Plans to guide nearly 20 years of development in a growing area of Missoula continue to move forward, offering what planners hope will provide an array of transportation and housing options that could keep a lid on rising costs.

Missoula city and county planners joined consultants on Tuesday night to offer members of the Consolidated Planning Board an in-depth look at the Mullan Area Master Plan. After four hours, the planning board opted to vote on the plan later in October.

“This is a joint master planning project that both the city and county have been working on together for the past year,” said county planner Andrew Hagemeier. “We were spending a ton of time and evaluation on how development would occur over the next 20 years. In that process, this area just jumped off the map. It's clear that growth was going to explode in the Mullan area, and it was just a matter of time. We needed to be prepared for it.”

While the area has been growing for the past three decades, starting with large retail centers on North Reserve, areas further west are beginning to fill in. A number of major subdivisions have either been approved or are up for review, and the growth pressure continues to intensify.

But up until the latest planning process kicked off, the city and county had conflicting land use plans. County documents had a lower density of development while areas within the city sought more density and urban style development.

Planners are looking to bridge the gap, offering a blend of living arrangements in what many see as the last area of the Missoula Valley suitable for planned urban development. The plan includes various community centers, green space and amenities intended to reduce one's need to drive.

“This may be the last time we get to plan an area in the valley of this size,” said city planner Tom Zavitz. “It's important in a lot of ways. By doing planning out front, we get to address a lot of things. It makes things clear and it's easier to deal with them going in instead of retrofitting areas that have already developed.”


While the plan remains in draft form until adoption, it would accommodate around 6,000 new housing units in a blend of single-family residential and multi-family structures. Without a plan, it's estimated that just 300 single-family homes would be built in the area.

The plan also calls for five walkable community centers with a blend of retail, commercial and office space. It identifies six miles of new trails, the restoration of Grant Creek and a 40-acre urban farm. The entire area covers around 1,800 acres.

Planners are looking to avoid urban sprawl and provide housing in what many are calling the “missing middle,” which includes more affordable options ranging from condos to apartments.

“What we're trying to do is reintroduce all these different options in the middle,” said Jason King, a planning consultant with Dover, Kohl & Partners. “You have to couple a physical plan like this with a housing plan that ensures affordability. That's work that's still ahead, but we're hoping to revisit that and encourage that.”

Current growth projections estimate that Missoula will add between 1,000 and 2,000 people a year. The pressure on housing is already high given the city's limited supply, and housing and land costs have continued to rise over much of the past decade.

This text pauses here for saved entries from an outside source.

use std::fmt::{self, Display};

use regex::Regex;

use crate::{normalize_glob_pattern, LayerFsResult, VirtualPath, SEPARATOR};

//--------------------------------------------------------------------------------------------------
// Types
//--------------------------------------------------------------------------------------------------

/// A glob pattern compiled into an anchored regular expression.
///
/// The supported tokens are:
/// - `**/` matches zero or more whole path segments
/// - `**` matches anything, including separators
/// - `*` matches anything within one segment
/// - `?` matches exactly one character other than `/`
///
/// Every other character is literal. A pattern without a `/` matches against the file name
/// anywhere in the tree, as if it were prefixed with `**/`. A pattern starting with `/` is matched
/// against the absolute path; any other pattern is matched relative to the root.
#[derive(Debug, Clone)]
pub struct GlobPattern {
    /// The pattern as written, after normalization.
    pattern: String,

    /// The compiled matcher.
    matcher: Regex,
}

//--------------------------------------------------------------------------------------------------
// Methods
//--------------------------------------------------------------------------------------------------

impl GlobPattern {
    /// Compiles a glob pattern.
    ///
    /// ## Errors
    ///
    /// Returns an error if the translated expression fails to compile, which only happens for
    /// patterns that exceed the regex engine's size limits.
    pub fn new(pattern: &str) -> LayerFsResult<Self> {
        let mut pattern = normalize_glob_pattern(pattern);
        if pattern.is_empty() {
            pattern.push_str("**");
        }

        let absolute = pattern.starts_with(SEPARATOR);
        let expanded = if pattern.contains(SEPARATOR) {
            pattern.clone()
        } else {
            format!("**/{pattern}")
        };

        // Paths are matched without their leading `/`
        let body = if absolute { &expanded[1..] } else { &expanded[..] };
        let matcher = Regex::new(&translate(body))?;

        Ok(Self { pattern, matcher })
    }

    /// Returns the normalized pattern.
    pub fn as_str(&self) -> &str {
        &self.pattern
    }

    /// Returns `true` if `path` matches the pattern.
    pub fn matches(&self, path: &VirtualPath) -> bool {
        self.matcher.is_match(path.relative())
    }
}

//--------------------------------------------------------------------------------------------------
// Functions
//--------------------------------------------------------------------------------------------------

/// Translates glob syntax into an anchored regex source.
fn translate(pattern: &str) -> String {
    let mut out = String::with_capacity(pattern.len() * 2 + 2);
    out.push('^');

    let mut rest = pattern;
    while let Some(c) = rest.chars().next() {
        if let Some(tail) = rest.strip_prefix("**/") {
            out.push_str("(?:.*/)?");
            rest = tail;
        } else if let Some(tail) = rest.strip_prefix("**") {
            out.push_str(".*");
            rest = tail;
        } else {
            match c {
                '*' => out.push_str("[^/]*"),
                '?' => out.push_str("[^/]"),
                _ => out.push_str(&regex::escape(c.encode_utf8(&mut [0; 4]))),
            }
            rest = &rest[c.len_utf8()..];
        }
    }

    out.push('$');
    out
}

//--------------------------------------------------------------------------------------------------
// Trait Implementations
//--------------------------------------------------------------------------------------------------

impl Display for GlobPattern {
    fn fmt(&self, f: &mut fmt::Formatter<'_>) -> fmt::Result {
        write!(f, "{}", self.pattern)
    }
}

//--------------------------------------------------------------------------------------------------
// Tests
//--------------------------------------------------------------------------------------------------

#[cfg(test)]
mod tests {
    use super::*;

    fn matches(pattern: &str, path: &str) -> bool {
        GlobPattern::new(pattern)
            .unwrap()
            .matches(&VirtualPath::from(path))
    }

    #[test]
    fn test_glob_basename_matches_anywhere() {
        assert!(matches("*.py", "/main.py"));
        assert!(matches("*.py", "/src/pkg/mod.py"));
        assert!(!matches("*.py", "/src/main.pyc"));
        assert!(matches("README", "/docs/README"));
    }

    #[test]
    fn test_glob_single_star_stays_in_segment() {
        assert!(matches("src/*.rs", "/src/lib.rs"));
        assert!(!matches("src/*.rs", "/src/nested/lib.rs"));
        assert!(!matches("src/*.rs", "/other/src/lib.rs"));
    }

    #[test]
    fn test_glob_double_star_spans_segments() {
        assert!(matches("src/**/*.rs", "/src/lib.rs"));
        assert!(matches("src/**/*.rs", "/src/a/b/c.rs"));
        assert!(matches("src/**", "/src/a/b/c.rs"));
        assert!(matches("**", "/anything/at/all"));
        assert!(matches("alpha//**/*.txt", "/alpha/beta/file.txt"));
    }

    #[test]
    fn test_glob_question_mark_is_one_char() {
        assert!(matches("file?.txt", "/file1.txt"));
        assert!(!matches("file?.txt", "/file10.txt"));
        assert!(!matches("a?b", "/a/b"));
    }

    #[test]
    fn test_glob_absolute_and_literals() {
        assert!(matches("/data/*.json", "/data/x.json"));
        assert!(!matches("/data/*.json", "/nested/data/x.json"));
        assert!(matches("(weird)[name].txt", "/(weird)[name].txt"));
        assert!(!matches("a.c", "/abc"));
    }

    #[test]
    fn test_glob_empty_matches_everything() {
        assert!(matches("", "/a/b"));
        assert_eq!(GlobPattern::new("./src//*.py").unwrap().as_str(), "src/*.py");
    }
}
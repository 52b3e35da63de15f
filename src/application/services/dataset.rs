//! Dataset loading service
//!
//! Reads option tables from JSON documents. Values arrive already typed;
//! no text coercion is attempted.

use std::path::Path;
use std::sync::Arc;

use serde_json::{Map, Value as Json};
use tracing::{debug, instrument};

use crate::application::{ApplicationError, ApplicationResult, PathContext};
use crate::domain::{Dataset, Record, Value};
use crate::infrastructure::traits::FileSystem;

/// Service for reading datasets from disk.
pub struct DatasetService {
    fs: Arc<dyn FileSystem>,
}

impl DatasetService {
    /// Create a new dataset service.
    pub fn new(fs: Arc<dyn FileSystem>) -> Self {
        Self { fs }
    }

    /// Load a dataset file.
    ///
    /// Accepts a top-level array of objects or `{"records": [...]}`.
    #[instrument(level = "debug", skip(self))]
    pub fn load(&self, path: &Path) -> ApplicationResult<Dataset> {
        if !self.fs.is_file(path) {
            return Err(ApplicationError::dataset(path, "file not found"));
        }
        let content = self
            .fs
            .read_to_string(path)
            .with_path_context("read dataset", path)?;
        let dataset = parse_dataset(&content, path)?;
        debug!(
            records = dataset.len(),
            columns = dataset.columns().len(),
            "loaded dataset"
        );
        Ok(dataset)
    }
}

/// Parse a JSON dataset document; `path` is only used in error messages.
///
/// Columns are ordered by first appearance across records.
pub fn parse_dataset(content: &str, path: &Path) -> ApplicationResult<Dataset> {
    let document: Json = serde_json::from_str(content)
        .map_err(|e| ApplicationError::dataset(path, format!("invalid JSON: {}", e)))?;

    let rows = match document {
        Json::Array(rows) => rows,
        Json::Object(mut map) => match map.remove("records") {
            Some(Json::Array(rows)) => rows,
            _ => {
                return Err(ApplicationError::dataset(
                    path,
                    "expected an array of records or an object with a \"records\" array",
                ))
            }
        },
        _ => {
            return Err(ApplicationError::dataset(
                path,
                "expected an array of records or an object with a \"records\" array",
            ))
        }
    };

    let mut columns: Vec<String> = Vec::new();
    let mut records = Vec::with_capacity(rows.len());
    for (index, row) in rows.into_iter().enumerate() {
        let Json::Object(fields) = row else {
            return Err(ApplicationError::dataset(
                path,
                format!("record {} is not an object", index),
            ));
        };
        records.push(parse_record(fields, index, &mut columns, path)?);
    }
    Ok(Dataset::new(columns, records))
}

fn parse_record(
    fields: Map<String, Json>,
    index: usize,
    columns: &mut Vec<String>,
    path: &Path,
) -> ApplicationResult<Record> {
    let mut record = Record::new();
    for (column, raw) in fields {
        let value = match raw {
            Json::Null => Value::Absent,
            Json::Bool(b) => Value::Bool(b),
            Json::Number(n) => n.as_f64().map(Value::Number).ok_or_else(|| {
                ApplicationError::dataset(
                    path,
                    format!("record {}: number in '{}' is out of range", index, column),
                )
            })?,
            Json::String(s) => Value::Text(s),
            Json::Array(_) | Json::Object(_) => {
                return Err(ApplicationError::dataset(
                    path,
                    format!("record {}: nested value in column '{}'", index, column),
                ))
            }
        };
        if !columns.contains(&column) {
            columns.push(column.clone());
        }
        record.insert(column, value);
    }
    Ok(record)
}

“This next round of housing is going to be more expensive by every indicator,” said King. “In terms of affordability, what we're offering is affordability by design. A lot more units will help satisfy your affordable housing problem, for a period.”

Old development styles on North Reserve increased the need for an automobile and decreased the walkability. New plans for the Mullan area move away from such development. (Missoula Current file photo)
Old development styles on North Reserve increased the need for an automobile and decreased the walkability. New plans for the Mullan area move away from such development. (Missoula Current file photo)

A portion of the area remains undeveloped and played an agricultural role in the past. But most of those properties are now for sale, and agriculture has been absent for years.

Still, members of the planning board remain concerned over the loss of agriculture. Protecting ag through zoning isn't possible under state law, planners said, though other tools may be available, such as a public bond to purchase open space, impact fees or set-asides required for new subdivisions.

“I think we can find ways to fund some of these acquisitions, but that's a separate community conversation to have outside this plan,” said Hagemeier. “We have to have the cash to buy it. We can't zone someone's property rights away.”

Preparing the area for urban style density could also take the pressure off other areas of the valley that do still play an agricultural role. It could also prevent urban sprawl, which is more costly to develop – and more costly to taxpayers to maintain.

“By focusing development more toward the city, we're taking pressure off some of the places further out,” Hagemeier added. “By assisting the city by reaching their inward focus goals, multi-modal goals and mixed use goals, it's going to be easier for us to implement land-use regulations outside this area that do serve agriculture.”